A Long Island company that performs drug tests for New Jersey’s Medicaid program overcharged the state more than $24 million over a three-and-a-half-year period and should repay the money, the Office of the State Comptroller said in a report released Wednesday.
Truetox Laboratories of Garden City Park performed tests for drugs in urine on more than 140,000 samples between Jan. 1, 2015 and June 30, 2018, the audit said. It is one of Medicaid’s highest paid providers of laboratory services.
While Truetox was charging other payers $3 per test, it billed the New Jersey Medicaid program between $1,300 and $1,500 for the same test, the state’s audit found. Medicaid didn’t pay the full charges, but it paid Truetox $250 for each test.
State law prohibits Medicaid providers from charging Medicaid higher fees than other payers for the same service.
Repayment of the overcharges to the state is “especially important given New Jersey’s ongoing opioid crisis,” said the acting State Comptroller, Kevin D. Walsh. “By our office recouping these funds, more money will go back to the Medicaid program, which will in turn provide more services for this population in suffering.”
Truetox said through its attorney Tuesday that it had “immediately corrected and voluntarily reported” to the state an error in its billing software that was detected during an internal review conducted in 2018.

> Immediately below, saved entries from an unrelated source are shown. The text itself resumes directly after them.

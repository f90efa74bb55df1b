//! Pure split computation and the text shapes handed to the sinks.
//!
//! Nothing here touches storage or performs I/O. Parse failures are reported as
//! [`SplitError::ParseError`] by the low-level parsers and degraded to
//! [`SplitResult::INVALID`] by [`compute`].

use crate::domain::model::{BillInput, PersistedSettings, SplitResult};
use crate::utils::error::{Result, SplitError};
use rust_decimal::prelude::ToPrimitive;
use rust_decimal::{Decimal, RoundingStrategy};
use std::str::FromStr;

pub const CURRENCY_SYMBOL: &str = "R$";

/// Parses the total as a decimal number. Empty and non-finite input is rejected.
pub fn parse_total(text: &str) -> Result<f64> {
    if text.is_empty() {
        return Err(SplitError::parse("total amount", text));
    }
    match text.parse::<f64>() {
        Ok(value) if value.is_finite() => Ok(value),
        _ => Err(SplitError::parse("total amount", text)),
    }
}

pub fn parse_person_count(text: &str) -> Result<i32> {
    text.parse::<i32>()
        .map_err(|_| SplitError::parse("person count", text))
}

/// Half-up rounding to `decimals` places. Ties go away from zero, like `%.2f`.
pub fn round_half_up(value: Decimal, decimals: u32) -> Decimal {
    value.round_dp_with_strategy(decimals, RoundingStrategy::MidpointAwayFromZero)
}

/// Exact decimal for a parsed total, taken from its shortest round-trip text so
/// `4.35` stays `4.35` instead of the binary value just below it. Totals outside
/// the decimal range yield `None`.
fn total_as_decimal(total: f64) -> Option<Decimal> {
    Decimal::from_str(&total.to_string()).ok()
}

fn split_amount(total: f64, people: i32) -> Option<f64> {
    let total = total_as_decimal(total)?;
    let share = total.checked_div(Decimal::from(people))?;
    round_half_up(share, 2)
        .to_f64()
        .filter(|amount| amount.is_finite())
}

pub fn compute(input: &BillInput) -> SplitResult {
    let total = match parse_total(&input.total_amount_text) {
        Ok(total) => total,
        Err(e) => {
            tracing::trace!("{}", e);
            return SplitResult::INVALID;
        }
    };
    let people = match parse_person_count(&input.person_count_text) {
        Ok(people) if people > 0 => people,
        Ok(people) => {
            tracing::trace!("Person count {} is not positive", people);
            return SplitResult::INVALID;
        }
        Err(e) => {
            tracing::trace!("{}", e);
            return SplitResult::INVALID;
        }
    };

    match split_amount(total, people) {
        Some(per_person_amount) => SplitResult {
            per_person_amount,
            valid: true,
        },
        None => {
            tracing::trace!("Total {} is out of range", total);
            SplitResult::INVALID
        }
    }
}

/// What would be persisted for the current texts. Unparseable fields become zero,
/// so clearing a field overwrites the stored value with zero.
pub fn candidate_settings(input: &BillInput) -> PersistedSettings {
    PersistedSettings {
        total_amount: parse_total(&input.total_amount_text).unwrap_or(0.0),
        person_count: parse_person_count(&input.person_count_text).unwrap_or(0),
    }
}

/// Two decimals with a comma separator, e.g. `25,00`.
pub fn format_amount(amount: f64) -> String {
    format!("{:.2}", amount).replace('.', ",")
}

pub fn display_text(result: &SplitResult) -> String {
    let amount = if result.valid {
        result.per_person_amount
    } else {
        0.0
    };
    format!("{} {}", CURRENCY_SYMBOL, format_amount(amount))
}

pub fn speech_text(amount: f64) -> String {
    format!("O valor por pessoa é {} reais", format_amount(amount))
}

pub fn share_text(amount: f64) -> String {
    format!("Valor por pessoa: {} {}", CURRENCY_SYMBOL, format_amount(amount))
}

/// Text used to seed an input field from a stored value. Non-positive values leave
/// the field empty.
pub fn seed_total_text(total_amount: f64) -> String {
    if total_amount > 0.0 {
        total_amount.to_string()
    } else {
        String::new()
    }
}

pub fn seed_person_count_text(person_count: i32) -> String {
    if person_count > 0 {
        person_count.to_string()
    } else {
        String::new()
    }
}

#[cfg(test)]
mod tests {
    use super::*;

    fn split(total: &str, people: &str) -> SplitResult {
        compute(&BillInput::new(total, people))
    }

    #[test]
    fn test_even_split() {
        let result = split("100", "4");
        assert!(result.valid);
        assert_eq!(result.per_person_amount, 25.0);
    }

    #[test]
    fn test_empty_total_is_invalid() {
        assert_eq!(split("", "3"), SplitResult::INVALID);
        assert_eq!(split("120", ""), SplitResult::INVALID);
    }

    #[test]
    fn test_non_positive_people_is_invalid() {
        assert_eq!(split("50.5", "0"), SplitResult::INVALID);
        assert_eq!(split("50.5", "-2"), SplitResult::INVALID);
    }

    #[test]
    fn test_rounds_instead_of_truncating() {
        let result = split("99.99", "3");
        assert!(result.valid);
        assert_eq!(result.per_person_amount, 33.33);

        // 10 / 3 = 3.333.. and 20 / 3 = 6.666..
        assert_eq!(split("10", "3").per_person_amount, 3.33);
        assert_eq!(split("20", "3").per_person_amount, 6.67);
        assert_eq!(split("0.05", "2").per_person_amount, 0.03);
    }

    #[test]
    fn test_decimal_ties_round_up() {
        // 2.175, 1.005 and 0.285 sit just below the tie as binary floats.
        assert_eq!(split("4.35", "2").per_person_amount, 2.18);
        assert_eq!(split("2.01", "2").per_person_amount, 1.01);
        assert_eq!(split("0.285", "1").per_person_amount, 0.29);
        assert_eq!(split("-4.35", "2").per_person_amount, -2.18);
    }

    #[test]
    fn test_huge_total_is_invalid() {
        assert_eq!(split("1e308", "1"), SplitResult::INVALID);
        assert_eq!(split("1.7976931348623157e308", "3"), SplitResult::INVALID);
        assert_eq!(display_text(&split("1e308", "1")), "R$ 0,00");

        let large = split("1000000000000", "4");
        assert!(large.valid);
        assert_eq!(large.per_person_amount, 250000000000.0);
    }

    #[test]
    fn test_malformed_input_degrades() {
        assert_eq!(split("abc", "3"), SplitResult::INVALID);
        assert_eq!(split("12,50", "3"), SplitResult::INVALID);
        assert_eq!(split("100", "2.5"), SplitResult::INVALID);
        assert_eq!(split("NaN", "2"), SplitResult::INVALID);
        assert_eq!(split("inf", "2"), SplitResult::INVALID);
        assert_eq!(split("100", "99999999999"), SplitResult::INVALID);
    }

    #[test]
    fn test_zero_total_is_valid() {
        let result = split("0", "5");
        assert!(result.valid);
        assert_eq!(result.per_person_amount, 0.0);
    }

    #[test]
    fn test_compute_is_idempotent() {
        let input = BillInput::new("87.30", "7");
        assert_eq!(compute(&input), compute(&input));
    }

    #[test]
    fn test_parse_errors_are_reported() {
        assert!(matches!(
            parse_total(""),
            Err(SplitError::ParseError { .. })
        ));
        assert!(matches!(
            parse_person_count("x"),
            Err(SplitError::ParseError { .. })
        ));
        assert_eq!(parse_total("50.5").unwrap(), 50.5);
    }

    #[test]
    fn test_candidate_uses_zero_for_unparseable_fields() {
        assert_eq!(
            candidate_settings(&BillInput::new("", "4")),
            PersistedSettings::new(0.0, 4)
        );
        assert_eq!(
            candidate_settings(&BillInput::new("80", "abc")),
            PersistedSettings::new(80.0, 0)
        );
        // Person count zero is still persisted even though the split is invalid.
        assert_eq!(
            candidate_settings(&BillInput::new("50.5", "0")),
            PersistedSettings::new(50.5, 0)
        );
    }

    #[test]
    fn test_text_shapes() {
        assert_eq!(display_text(&split("100", "4")), "R$ 25,00");
        assert_eq!(display_text(&SplitResult::INVALID), "R$ 0,00");
        assert_eq!(speech_text(33.33), "O valor por pessoa é 33,33 reais");
        assert_eq!(share_text(12.5), "Valor por pessoa: R$ 12,50");
    }

    #[test]
    fn test_seed_text_round_trips() {
        let stored = PersistedSettings::new(150.75, 3);
        let input = BillInput::new(
            seed_total_text(stored.total_amount),
            seed_person_count_text(stored.person_count),
        );
        assert_eq!(input.total_amount_text, "150.75");
        assert_eq!(candidate_settings(&input), stored);

        assert_eq!(seed_total_text(0.0), "");
        assert_eq!(seed_person_count_text(0), "");
    }
}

“Instead of recognizing Truetox’s good faith, the state now seeks to punish Truetox Laboratories for extending discounts to uninsured patients under care in addiction treatment facilities,” said John W. Leardi, the attorney. “This unjustified penalty for providing legal discounts that uninsured patients need to receive treatment is bad policy and an abuse of oversight.”
The comptroller also alleged that Truetox and the drug-treatment providers who referred tests to the laboratory used a “one-test-fits-all” or blanket test request for all patients, regardless of their individual needs.
This increased the costs to Medicaid, because all the requests included more expensive tests for specific drugs in addition to a general screening test for the presence of drugs. Even if the screening test was negative, the test to identify specific drugs was performed — a waste of money, the audit said.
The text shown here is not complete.